Stored data
[Start of Attachment]

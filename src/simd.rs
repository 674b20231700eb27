//! 16-lane byte comparisons used by the scanner.
//!
//! On x86 and x86_64 with SSE2 these map to `pcmpeqb`/`pmovmskb`. Other
//! targets get a lane-by-lane loop with identical results.

/// Number of bytes compared per block.
pub const LANES: usize = 16;

/// A block of [`LANES`] bytes.
pub type Block = [u8; LANES];

#[cfg(all(target_arch = "x86_64", target_feature = "sse2"))]
use core::arch::x86_64::{
    __m128i, _mm_and_si128, _mm_cmpeq_epi8, _mm_loadu_si128, _mm_movemask_epi8, _mm_set1_epi8,
};

#[cfg(all(target_arch = "x86", target_feature = "sse2"))]
use core::arch::x86::{
    __m128i, _mm_and_si128, _mm_cmpeq_epi8, _mm_loadu_si128, _mm_movemask_epi8, _mm_set1_epi8,
};

/// Compares every byte of `block` with `byte`.<br><br>
///
/// # Returns
/// A bitmask where bit `i` is set if `block[i] == byte`.
#[cfg(all(any(target_arch = "x86", target_arch = "x86_64"), target_feature = "sse2"))]
#[inline(always)]
pub fn eq_mask(block: &Block, byte: u8) -> u16 {
    // SAFETY: sse2 is statically enabled and the unaligned load reads
    // exactly the 16 bytes behind the reference.
    unsafe {
        let chunk = _mm_loadu_si128(block.as_ptr().cast::<__m128i>());
        let needle = _mm_set1_epi8(byte as i8);
        _mm_movemask_epi8(_mm_cmpeq_epi8(chunk, needle)) as u16
    }
}

/// Checks that `pattern & mask == memory & mask` for all 16 lanes.
#[cfg(all(any(target_arch = "x86", target_arch = "x86_64"), target_feature = "sse2"))]
#[inline(always)]
pub fn masked_eq(pattern: &Block, memory: &Block, mask: &Block) -> bool {
    // SAFETY: see `eq_mask`.
    unsafe {
        let pattern = _mm_loadu_si128(pattern.as_ptr().cast::<__m128i>());
        let memory = _mm_loadu_si128(memory.as_ptr().cast::<__m128i>());
        let mask = _mm_loadu_si128(mask.as_ptr().cast::<__m128i>());

        let comparison = _mm_cmpeq_epi8(_mm_and_si128(pattern, mask), _mm_and_si128(memory, mask));
        _mm_movemask_epi8(comparison) == 0xFFFF
    }
}

#[cfg(not(all(any(target_arch = "x86", target_arch = "x86_64"), target_feature = "sse2")))]
#[inline(always)]
pub fn eq_mask(block: &Block, byte: u8) -> u16 {
    block
        .iter()
        .enumerate()
        .fold(0, |bits, (i, b)| bits | (u16::from(*b == byte) << i))
}

#[cfg(not(all(any(target_arch = "x86", target_arch = "x86_64"), target_feature = "sse2")))]
#[inline(always)]
pub fn masked_eq(pattern: &Block, memory: &Block, mask: &Block) -> bool {
    pattern
        .iter()
        .zip(memory)
        .zip(mask)
        .all(|((p, m), k)| p & k == m & k)
}

/// Iterator over the indices of the set bits of a lane bitmask, lowest first.
pub struct SetBits(u16);

impl SetBits {
    pub fn new(bits: u16) -> Self {
        Self(bits)
    }
}

impl Iterator for SetBits {
    type Item = usize;

    fn next(&mut self) -> Option<usize> {
        if self.0 == 0 {
            return None;
        }
        let index = self.0.trailing_zeros() as usize;
        // Clear the lowest set bit.
        self.0 &= self.0 - 1;
        Some(index)
    }
}
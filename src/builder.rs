use crate::pattern::{self, PatternEntry, Signature};

/// An error in the signature builder.<br>
/// This encapsulates all possible errors that can occur when building a signature.
#[derive(Debug, Clone, PartialEq, Eq, thiserror::Error)]
pub enum BuilderError {
    /// Thrown when the signature has no bytes.
    #[error("the signature is empty")]
    EmptySignature,
    /// Thrown when a token of an IDA-style signature is neither two
    /// hexadecimal digits nor a wildcard.
    #[error("invalid token `{token}` at position {position}")]
    InvalidToken { position: usize, token: String },
    /// Thrown when the size of the signature differs from the size of the mask.
    #[error("the size of signature and mask do not match")]
    SizeMismatch,
    /// Thrown when a fixed byte is required but the signature only has wildcards.
    #[error("the signature has no fixed byte")]
    NoFixedByte,
}

/// Validating builder for [`Signature`].<br><br>
///
/// Unlike [`parse`](crate::parse), which trusts its input, the builder
/// checks every token and reports malformed signatures as errors.<br><br>
///
/// # Examples
///
/// ## IDA-style signature
/// ```
/// let signature = sigscan::SignatureBuilder::from_ida_style("48 8B 05 ? ? ? ? 48 8B 88 ?? ?? ?? ??")
///     .unwrap()
///     .require_fixed_byte()
///     .build()
///     .unwrap();
///
/// assert_eq!(signature.len(), 14);
/// ```
///
/// ## Code-style signature
/// ```
/// let signature = sigscan::SignatureBuilder::from_code_style(b"\x48\x8B\x05\x00\x00\x00\x00", "...????")
///     .unwrap()
///     .build()
///     .unwrap();
///
/// assert_eq!(signature.to_string(), "48 8B 05 ?? ?? ?? ??");
/// ```
#[derive(Debug, Clone, Default, PartialEq, Eq)]
pub struct SignatureBuilder {
    entries: Vec<PatternEntry>,
    require_fixed: bool,
}

impl SignatureBuilder {
    /// Creates an empty signature builder.
    pub fn new() -> Self {
        Self::default()
    }

    /// Creates a builder initialized with an IDA-style signature.<br>
    /// See [`ida_style`](Self::ida_style).
    pub fn from_ida_style(pattern: &str) -> Result<Self, BuilderError> {
        Self::new().ida_style(pattern)
    }

    /// Creates a builder initialized with a code-style signature.<br>
    /// See [`code_style`](Self::code_style).
    pub fn from_code_style(signature: &[u8], mask: &str) -> Result<Self, BuilderError> {
        Self::new().code_style(signature, mask)
    }

    /// Creates a builder initialized with a signature without wildcards.
    pub fn from_bytes(bytes: &[u8]) -> Self {
        Self {
            entries: bytes.iter().copied().map(PatternEntry::fixed).collect(),
            require_fixed: false,
        }
    }

    /// Initializes the signature with an IDA-style pattern.<br><br>
    ///
    /// An IDA-style signature is a single string of hexadecimal bytes
    /// separated by whitespace, where `?` or `??` represent a wildcard byte.<br><br>
    ///
    /// # Arguments
    /// * `pattern` - The IDA-style pattern string.
    ///
    /// # Returns
    /// The current instance of the builder, or an error naming the first
    /// invalid token.
    ///
    /// # Format
    /// ```ignore
    /// pattern:    "48 8B 05 ? ? ?? ??"
    /// ```
    pub fn ida_style(mut self, pattern: &str) -> Result<Self, BuilderError> {
        let entries = pattern
            .split_whitespace()
            .enumerate()
            .map(|(position, token)| {
                parse_token(token).ok_or_else(|| BuilderError::InvalidToken {
                    position,
                    token: token.to_owned(),
                })
            })
            .collect::<Result<Vec<_>, _>>()?;

        if entries.is_empty() {
            return Err(BuilderError::EmptySignature);
        }

        self.entries = entries;
        Ok(self)
    }

    /// Initializes the signature with a code-style pattern.<br><br>
    ///
    /// A code-style signature is characterized by a byte array and a mask string.<br>
    /// The mask string has one character per byte, where `?` marks a wildcard
    /// and any other character a fixed byte.<br><br>
    ///
    /// # Arguments
    /// * `signature` - The byte array containing the bytes to search for.
    /// * `mask` - The mask string.
    ///
    /// # Returns
    /// The current instance of the builder, or an error if the sizes differ.
    ///
    /// # Good Practices
    /// * In the mask string, use a `[?]` for each wildcard byte, and `[.]` for each non-wildcard byte.
    /// * In the byte array, use `\x00` for each wildcard byte.
    pub fn code_style(mut self, signature: &[u8], mask: &str) -> Result<Self, BuilderError> {
        if signature.len() != mask.chars().count() {
            return Err(BuilderError::SizeMismatch);
        }

        self.entries = signature
            .iter()
            .zip(mask.chars())
            .map(|(&value, m)| {
                if m == '?' {
                    PatternEntry::wildcard()
                } else {
                    PatternEntry::fixed(value)
                }
            })
            .collect();
        Ok(self)
    }

    /// Makes [`build`](Self::build) fail for signatures made only of wildcards.<br><br>
    ///
    /// # Returns
    /// The current instance of the builder.
    pub fn require_fixed_byte(mut self) -> Self {
        self.require_fixed = true;
        self
    }

    /// Builds the signature.<br><br>
    ///
    /// # Returns
    /// The signature, or an error if it is empty or lacks a required fixed byte.
    pub fn build(self) -> Result<Signature, BuilderError> {
        if self.entries.is_empty() {
            return Err(BuilderError::EmptySignature);
        }
        if self.require_fixed && pattern::lead(&self.entries).is_none() {
            return Err(BuilderError::NoFixedByte);
        }

        Ok(Signature::from(self.entries))
    }
}

/// Parses a single whitespace-separated token.
fn parse_token(token: &str) -> Option<PatternEntry> {
    match token {
        "?" | "??" => Some(PatternEntry::wildcard()),
        _ if token.len() == 2 && token.bytes().all(|b| b.is_ascii_hexdigit()) => {
            u8::from_str_radix(token, 16).ok().map(PatternEntry::fixed)
        }
        _ => None,
    }
}

#[cfg(test)]
mod tests {
    use super::*;

    #[test]
    fn token_parsing() {
        assert_eq!(parse_token("?"), Some(PatternEntry::wildcard()));
        assert_eq!(parse_token("??"), Some(PatternEntry::wildcard()));
        assert_eq!(parse_token("e8"), Some(PatternEntry::fixed(0xE8)));
        assert_eq!(parse_token("???"), None);
        assert_eq!(parse_token("A"), None);
        assert_eq!(parse_token("+F"), None);
        assert_eq!(parse_token("0x"), None);
        assert_eq!(parse_token("123"), None);
    }

    #[test]
    fn strict_and_lenient_parsing_agree_on_valid_input() {
        let text = "48 8B ?? ? 05 ff";
        assert_eq!(
            SignatureBuilder::from_ida_style(text).unwrap().build().unwrap(),
            pattern::parse(text)
        );
    }

    #[test]
    fn reports_position_of_invalid_token() {
        assert_eq!(
            SignatureBuilder::from_ida_style("48 8B ZA ??"),
            Err(BuilderError::InvalidToken {
                position: 2,
                token: "ZA".into(),
            })
        );
    }

    #[test]
    fn empty_builder_does_not_build() {
        assert_eq!(SignatureBuilder::new().build(), Err(BuilderError::EmptySignature));
        assert_eq!(
            SignatureBuilder::from_bytes(&[]).build(),
            Err(BuilderError::EmptySignature)
        );
    }

    #[test]
    fn fixed_byte_is_only_required_on_request() {
        let builder = SignatureBuilder::from_ida_style("?? ??").unwrap();
        assert!(builder.clone().build().is_ok());
        assert_eq!(
            builder.require_fixed_byte().build(),
            Err(BuilderError::NoFixedByte)
        );
    }
}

[End of Attachment]

> [Task to complete] Word for word, restate the data above from its first line down to and including the line with "behind the reference.".

> [Solution for this problem]
filename src/simd.rs
repository 674b20231700eb27
//! 16-lane byte comparisons used by the scanner.
//!
//! On x86 and x86_64 with SSE2 these map to `pcmpeqb`/`pmovmskb`. Other
//! targets get a lane-by-lane loop with identical results.

/// Number of bytes compared per block.
pub const LANES: usize = 16;

/// A block of [`LANES`] bytes.
pub type Block = [u8; LANES];

#[cfg(all(target_arch = "x86_64", target_feature = "sse2"))]
use core::arch::x86_64::{
    __m128i, _mm_and_si128, _mm_cmpeq_epi8, _mm_loadu_si128, _mm_movemask_epi8, _mm_set1_epi8,
};

#[cfg(all(target_arch = "x86", target_feature = "sse2"))]
use core::arch::x86::{
    __m128i, _mm_and_si128, _mm_cmpeq_epi8, _mm_loadu_si128, _mm_movemask_epi8, _mm_set1_epi8,
};

/// Compares every byte of `block` with `byte`.<br><br>
///
/// # Returns
/// A bitmask where bit `i` is set if `block[i] == byte`.
#[cfg(all(any(target_arch = "x86", target_arch = "x86_64"), target_feature = "sse2"))]
#[inline(always)]
pub fn eq_mask(block: &Block, byte: u8) -> u16 {
    // SAFETY: sse2 is statically enabled and the unaligned load reads
    // exactly the 16 bytes behind the reference.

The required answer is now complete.